N° 174, hiver 2021

La grande inscription de Shâpour Ier à Naqsh-e Rostam


Parham Ebrahimi


Le site Naqsh-e Rostam : la « Kaaba de Zoroastre » (à gauche) se situe devant les tombeaux rupestres des grands rois achéménides.

Shâpour Ier (Sapor Ier, en latin) est le deuxième roi des rois de la dynastie des Sassanides (224-651 apr. J.-C.) et régna de 240 à 270 sur l’empire fondé en 224 par son père Ardashir Ier

En 262 de notre ère, à la vingtième année de son règne et après la troisième campagne qu’il mena contre les armées romaines, Shâpour Ier donna l’ordre qu’un document en trois langues soit gravé sur un monument de pierre datant de l’époque de la première dynastie perse de l’histoire de l’Iran, celle des Achéménides (559-330 av. J.-C.). 

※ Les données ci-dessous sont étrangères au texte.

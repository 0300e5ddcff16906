//! A size-bounded LRU cache and the embedded-index deque it is built on.
//!
//! # Modules
//!
//! - [`list`]: `FancyDeque`, a doubly linked list with an embedded value→node
//!   index giving O(1) `bubble`/`drown` in addition to the usual push/pop.
//! - [`entry`]: [`CacheItem`], the value/size/timestamp triple stored per key.
//! - [`config`]: [`LruCacheConfig`] and its validation error.
//! - [`lru`]: [`LruCache`] itself.
//!
//! # Example
//!
//! ```rust
//! use fancy_cache::LruCache;
//! use fancy_cache::config::LruCacheConfig;
//!
//! let config = LruCacheConfig::new(1024, 4096).unwrap();
//! let mut cache: LruCache<&str, Vec<u8>> = LruCache::new(config);
//!
//! cache.put("a", vec![1, 2, 3]);
//! cache.put("b", vec![4, 5, 6]);
//! cache.get(&"a");        // "a" becomes most recently used
//! assert!(cache.get(&"b").is_some());
//! ```
//!
//! ## Dual-limit capacity
//!
//! Admission is governed by two byte budgets rather than an entry count:
//! `max_item_size` bounds any single value, `max_total_size` bounds the sum
//! of all cached values. A `put` that cannot be satisfied even after
//! evicting the entire history is refused outright, leaving the cache
//! exactly as it was — the cache never sits transiently over budget.
//!
//! ## Concurrency
//!
//! With the `concurrent` feature (on by default), [`LruCache`] is guarded by
//! a single [`parking_lot::Mutex`] and is `Send + Sync`. Without it, the
//! cache is backed by a `RefCell` for `no_std` environments with no
//! synchronization primitive and a single owning thread.

#![no_std]

/// Doubly linked list with an embedded value→node index.
///
/// Internal infrastructure: exposes raw-pointer operations that require
/// careful invariant maintenance. Use [`LruCache`] instead of this directly.
pub(crate) mod list;

/// Per-entry storage: value, size, and insertion timestamp.
pub mod entry;

/// Cache configuration structures.
pub mod config;

/// Size-bounded Least Recently Used (LRU) cache implementation.
pub mod lru;

pub use config::LruCacheConfig;
pub use entry::CacheItem;
pub use lru::{LruCache, LruStats};
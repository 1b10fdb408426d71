#![allow(clippy::unwrap_used)]
// Integration tests for `ApiClient` using wiremock.

use pretty_assertions::assert_eq;
use secrecy::SecretString;
use serde_json::json;
use wiremock::matchers::{body_json, header, method, path, query_param};
use wiremock::{Mock, MockServer, ResponseTemplate};

use llmstack_api::models::{CreateConnectionRequest, ResourceId};
use llmstack_api::{ApiClient, Error, TransportConfig};

// ── Helpers ─────────────────────────────────────────────────────────

async fn setup() -> (MockServer, ApiClient) {
    let server = MockServer::start().await;
    let client = ApiClient::new(&server.uri(), &TransportConfig::default(), None).unwrap();
    (server, client)
}

// ── Reads ───────────────────────────────────────────────────────────

#[tokio::test]
async fn test_get_profile() {
    let (server, client) = setup().await;

    Mock::given(method("GET"))
        .and(path("/api/profiles/me"))
        .respond_with(ResponseTemplate::new(200).set_body_json(json!({
            "name": "Ada Lovelace",
            "username": "ada",
            "organization": "Analytical Engines",
            "flags": { "IS_ORGANIZATION_OWNER": true }
        })))
        .expect(1)
        .mount(&server)
        .await;

    let profile = client.get_profile().await.unwrap();
    assert_eq!(profile.username, "ada");
    assert_eq!(profile.organization.as_deref(), Some("Analytical Engines"));
    assert!(profile.flags.is_set("IS_ORGANIZATION_OWNER"));
}

#[tokio::test]
async fn test_token_auth_header() {
    let server = MockServer::start().await;
    let token: SecretString = "tok-123".to_string().into();
    let client = ApiClient::new(&server.uri(), &TransportConfig::default(), Some(token)).unwrap();

    Mock::given(method("GET"))
        .and(path("/api/org"))
        .and(header("Authorization", "Token tok-123"))
        .respond_with(ResponseTemplate::new(200).set_body_json(json!({
            "name": "Acme",
            "disabled_api_backends": ["openai/dall_e"]
        })))
        .expect(1)
        .mount(&server)
        .await;

    let org = client.get_organization().await.unwrap();
    assert_eq!(org.disabled_api_backends, vec!["openai/dall_e".to_string()]);
}

#[tokio::test]
async fn test_list_follows_next_links() {
    let (server, client) = setup().await;

    Mock::given(method("GET"))
        .and(path("/api/apps"))
        .and(query_param("page", "2"))
        .respond_with(ResponseTemplate::new(200).set_body_json(json!({
            "count": 2,
            "next": null,
            "results": [{ "uuid": "00000000-0000-0000-0000-000000000002", "name": "Second" }]
        })))
        .expect(1)
        .mount(&server)
        .await;

    // The first page points at an internal host; only path + query are kept.
    Mock::given(method("GET"))
        .and(path("/api/apps"))
        .respond_with(ResponseTemplate::new(200).set_body_json(json!({
            "count": 2,
            "next": "http://backend.internal:9000/api/apps?page=2",
            "results": [{ "uuid": "00000000-0000-0000-0000-000000000001", "name": "First" }]
        })))
        .expect(1)
        .mount(&server)
        .await;

    let apps = client.list_apps().await.unwrap();
    let names: Vec<&str> = apps.iter().map(|a| a.name.as_str()).collect();
    assert_eq!(names, vec!["First", "Second"]);
}

#[tokio::test]
async fn test_bare_array_lists() {
    let (server, client) = setup().await;

    Mock::given(method("GET"))
        .and(path("/api/connections"))
        .respond_with(ResponseTemplate::new(200).set_body_json(json!([
            { "id": 1, "name": "A" },
            { "id": "b-2", "name": "B", "status": "Active" }
        ])))
        .mount(&server)
        .await;

    let conns = client.list_connections().await.unwrap();
    assert_eq!(conns.len(), 2);
    assert_eq!(conns[0].id, ResourceId::Number(1));
    assert_eq!(conns[1].id, ResourceId::Text("b-2".into()));
}

#[tokio::test]
async fn test_store_search_params() {
    let (server, client) = setup().await;

    Mock::given(method("GET"))
        .and(path("/api/store/search"))
        .and(query_param("query", "summarize"))
        .and(query_param("category", "writing"))
        .and(query_param("page", "1"))
        .respond_with(ResponseTemplate::new(200).set_body_json(json!({
            "count": 1,
            "next": null,
            "results": [{ "slug": "summarizer", "name": "Summarizer" }]
        })))
        .expect(1)
        .mount(&server)
        .await;

    let page = client
        .search_store("summarize", Some("writing"), 1)
        .await
        .unwrap();
    assert_eq!(page.count, Some(1));
    assert_eq!(page.results[0].slug, "summarizer");
}

// ── Writes ──────────────────────────────────────────────────────────

#[tokio::test]
async fn test_create_connection_sends_csrf_from_cookie() {
    let (server, client) = setup().await;

    Mock::given(method("GET"))
        .and(path("/api/profiles/me"))
        .respond_with(
            ResponseTemplate::new(200)
                .insert_header("set-cookie", "csrftoken=csrf-abc; Path=/")
                .set_body_json(json!({ "name": "Ada" })),
        )
        .mount(&server)
        .await;

    Mock::given(method("POST"))
        .and(path("/api/connections"))
        .and(header("X-CSRFToken", "csrf-abc"))
        .and(body_json(json!({
            "name": "My OpenAI",
            "connection_type_slug": "api_key_authentication",
            "provider_slug": "openai",
            "base_connection_type": "credentials",
            "configuration": { "api_key": "sk-test" }
        })))
        .respond_with(ResponseTemplate::new(201).set_body_json(json!({
            "id": 7,
            "name": "My OpenAI",
            "status": "Created"
        })))
        .expect(1)
        .mount(&server)
        .await;

    client.get_profile().await.unwrap();
    let created = client
        .create_connection(&CreateConnectionRequest {
            name: "My OpenAI".into(),
            description: String::new(),
            connection_type_slug: "api_key_authentication".into(),
            provider_slug: "openai".into(),
            base_connection_type: "credentials".into(),
            configuration: json!({ "api_key": "sk-test" }),
        })
        .await
        .unwrap();
    assert_eq!(created.id, ResourceId::Number(7));
}

#[tokio::test]
async fn test_delete_accepts_no_content() {
    let (server, client) = setup().await;

    Mock::given(method("DELETE"))
        .and(path("/api/connections/7"))
        .respond_with(ResponseTemplate::new(204))
        .expect(1)
        .mount(&server)
        .await;

    client.delete_connection(&ResourceId::Number(7)).await.unwrap();
}

// ── Error normalization ─────────────────────────────────────────────

#[tokio::test]
async fn test_unauthorized_maps_to_authentication() {
    let (server, client) = setup().await;

    Mock::given(method("GET"))
        .and(path("/api/profiles/me"))
        .respond_with(ResponseTemplate::new(401).set_body_json(json!({
            "detail": "Authentication credentials were not provided."
        })))
        .mount(&server)
        .await;

    let err = client.get_profile().await.unwrap_err();
    match err {
        Error::Authentication { message } => {
            assert_eq!(message, "Authentication credentials were not provided.");
        }
        other => panic!("expected Authentication error, got: {other:?}"),
    }
}

#[tokio::test]
async fn test_server_error_carries_message() {
    let (server, client) = setup().await;

    Mock::given(method("POST"))
        .and(path("/api/sheets"))
        .respond_with(ResponseTemplate::new(500).set_body_json(json!({
            "error": "Sheet storage unavailable"
        })))
        .mount(&server)
        .await;

    let err = client
        .create_sheet(&llmstack_api::models::CreateSheetRequest {
            name: "Leads".into(),
            ..Default::default()
        })
        .await
        .unwrap_err();

    assert_eq!(err.status(), Some(500));
    assert!(
        err.to_string().contains("Sheet storage unavailable"),
        "unexpected message: {err}"
    );
}

#[tokio::test]
async fn test_not_found_without_body() {
    let (server, client) = setup().await;

    Mock::given(method("GET"))
        .and(path("/api/store/apps/missing"))
        .respond_with(ResponseTemplate::new(404))
        .mount(&server)
        .await;

    let err = client.get_store_app("missing").await.unwrap_err();
    assert!(err.is_not_found());
    assert!(matches!(err, Error::Api { ref message, .. } if message == "Not Found"));
}

#[tokio::test]
async fn test_malformed_body_is_deserialization_error() {
    let (server, client) = setup().await;

    Mock::given(method("GET"))
        .and(path("/api/profiles/me"))
        .respond_with(ResponseTemplate::new(200).set_body_string("<html>login</html>"))
        .mount(&server)
        .await;

    let err = client.get_profile().await.unwrap_err();
    assert!(matches!(err, Error::Deserialization { .. }), "got {err:?}");
}
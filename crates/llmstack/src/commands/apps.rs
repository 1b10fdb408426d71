//! App, app version and shared-run command handlers.

use tabled::Tabled;

use llmstack_core::models::{App, AppRunShare, AppTemplate, AppVersion};
use llmstack_core::{DataStore, Mutation};

use crate::cli::{AppsArgs, AppsCommand, GlobalOpts};
use crate::error::CliError;
use crate::output;

use super::util;

// ── Table rows ──────────────────────────────────────────────────────

#[derive(Tabled)]
struct AppRow {
    #[tabled(rename = "UUID")]
    uuid: String,
    #[tabled(rename = "Name")]
    name: String,
    #[tabled(rename = "Type")]
    app_type: String,
    #[tabled(rename = "Status")]
    status: String,
    #[tabled(rename = "Updated")]
    updated: String,
}

fn app_row(app: &App, color: bool) -> AppRow {
    let status = if app.is_published { "published" } else { "draft" };
    AppRow {
        uuid: app.uuid.to_string(),
        name: app.name.clone(),
        app_type: app.app_type_name.clone().unwrap_or_default(),
        status: output::status_text(status, color),
        updated: util::format_time(app.last_updated_at.as_ref()),
    }
}

fn app_detail(app: &App) -> String {
    output::detail(&[
        ("UUID", app.uuid.to_string()),
        ("Name", app.name.clone()),
        ("Description", app.description.clone()),
        ("Type", app.app_type_name.clone().unwrap_or_default()),
        ("Published", app.is_published.to_string()),
        ("Published UUID", app.published_uuid.clone().unwrap_or_default()),
        ("Owner", app.owner_email.clone().unwrap_or_default()),
        ("Created", util::format_time(app.created_at.as_ref())),
        ("Updated", util::format_time(app.last_updated_at.as_ref())),
    ])
}

#[derive(Tabled)]
struct TemplateRow {
    #[tabled(rename = "Slug")]
    slug: String,
    #[tabled(rename = "Name")]
    name: String,
    #[tabled(rename = "Categories")]
    categories: String,
}

impl From<&AppTemplate> for TemplateRow {
    fn from(t: &AppTemplate) -> Self {
        Self {
            slug: t.slug.clone(),
            name: t.name.clone(),
            categories: t.categories.join(", "),
        }
    }
}

#[derive(Tabled)]
struct VersionRow {
    #[tabled(rename = "Version")]
    version: u32,
    #[tabled(rename = "Draft")]
    draft: bool,
    #[tabled(rename = "Comment")]
    comment: String,
    #[tabled(rename = "Created")]
    created: String,
}

impl From<&AppVersion> for VersionRow {
    fn from(v: &AppVersion) -> Self {
        Self {
            version: v.version,
            draft: v.is_draft,
            comment: v.comment.clone(),
            created: util::format_time(v.created_at.as_ref()),
        }
    }
}

// ── Handler ─────────────────────────────────────────────────────────

pub async fn handle(store: &DataStore, args: AppsArgs, global: &GlobalOpts) -> Result<(), CliError> {
    match args.command {
        AppsCommand::List => {
            let apps = util::load(store.apps()).await?;
            let color = output::should_color(&global.color);
            let out = output::render_list(&global.output, &apps, |a| app_row(a, color), |a| {
                a.uuid.to_string()
            })?;
            output::print_output(&out, global.quiet);
            Ok(())
        }

        AppsCommand::Templates => {
            let templates = util::load(store.app_templates()).await?;
            let out = output::render_list(
                &global.output,
                &templates,
                |t| TemplateRow::from(t),
                |t| t.slug.clone(),
            )?;
            output::print_output(&out, global.quiet);
            Ok(())
        }

        AppsCommand::Show { uuid } => {
            let uuid = util::parse_uuid(&uuid, "uuid")?;
            let app = util::load(&store.app_detail().node(&uuid)).await?;
            let app = (*app).clone().ok_or_else(|| CliError::NotFound {
                resource_type: "app".into(),
                identifier: uuid.to_string(),
                list_command: "apps list".into(),
            })?;
            let out = output::render_single(&global.output, &app, app_detail, |a| a.uuid.to_string())?;
            output::print_output(&out, global.quiet);
            Ok(())
        }

        AppsCommand::Versions { uuid } => {
            let uuid = util::parse_uuid(&uuid, "uuid")?;
            let versions = util::load(&store.app_versions().node(&uuid)).await?;
            let out = output::render_list(
                &global.output,
                &versions,
                |v| VersionRow::from(v),
                |v| v.version.to_string(),
            )?;
            output::print_output(&out, global.quiet);
            Ok(())
        }

        AppsCommand::Delete { uuid } => {
            let uuid = util::parse_uuid(&uuid, "uuid")?;
            if !util::confirm(&format!("Delete app {uuid}? This cannot be undone."), global.yes)? {
                return Ok(());
            }
            store.execute(Mutation::DeleteApp { uuid }).await?;
            util::notice(&format!("App {uuid} deleted"), global.quiet);
            Ok(())
        }

        AppsCommand::Publish { uuid } => {
            let uuid = util::parse_uuid(&uuid, "uuid")?;
            store.execute(Mutation::PublishApp { uuid }).await?;
            util::notice(&format!("App {uuid} published"), global.quiet);
            Ok(())
        }

        AppsCommand::Unpublish { uuid } => {
            let uuid = util::parse_uuid(&uuid, "uuid")?;
            store.execute(Mutation::UnpublishApp { uuid }).await?;
            util::notice(&format!("App {uuid} unpublished"), global.quiet);
            Ok(())
        }
    }
}

// ── Shared runs ─────────────────────────────────────────────────────

fn share_detail(share: &AppRunShare) -> String {
    output::detail(&[
        ("Code", share.code.clone()),
        ("Store app", share.store_app_slug.clone().unwrap_or_default()),
        (
            "App",
            share.app_uuid.map(|u| u.to_string()).unwrap_or_default(),
        ),
        ("Created", util::format_time(share.created_at.as_ref())),
        ("Data", share.data.to_string()),
    ])
}

pub async fn handle_share(store: &DataStore, code: &str, global: &GlobalOpts) -> Result<(), CliError> {
    let code = util::require_key(code, "code")?;
    let share = util::load(&store.app_run_shares().node(&code)).await?;
    let share = (*share).clone().ok_or_else(|| CliError::NotFound {
        resource_type: "shared run".into(),
        identifier: code.clone(),
        list_command: "apps list".into(),
    })?;
    let out = output::render_single(&global.output, &share, share_detail, |s| s.code.clone())?;
    output::print_output(&out, global.quiet);
    Ok(())
}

Ce document, appelé la « Grande inscription de Shâpour Ier », offre un compte-rendu, à la première personne, des actions et des exploits du plus grand roi de la dynastie des Sassanides dès le début de son propre règne, en 242 (de 240 à 242, il partagea le trône avec son père Ardashir Ier) jusqu’à la date de la rédaction des inscriptions en 260. C’est la raison pour laquelle les auteurs européens mentionnent ce document sassanide sous le nom des « Res Gestæ divi Saporis » (Hauts faits du divin Shâpour) par analogie aux « Res Gestæ Divi Augusti », constituant le testament politique de l’empereur romain Auguste (27 av. J.-C.-14 apr. J.-C.).

Version en pahlavi parthe de la Grande inscription de Shâpour Ier (Res Gestæ divi Saporis) sur le mur de la « Kaaba de Zoroastre » à Naqsh-e Rostam.

La « Grande inscription de Shâpour Ier » compte en réalité trois inscriptions en trois écritures : pahlavi parthe, pahlavi sassanide (moyen persan), et grec. Les trois textes furent gravés sur deux murs d’une structure de pierre quadrangulaire située à Naqsh-e Rostam, une ancienne nécropole royale achéménide se trouvant au nord-ouest de Persépolis (dans la province actuelle du Fârs).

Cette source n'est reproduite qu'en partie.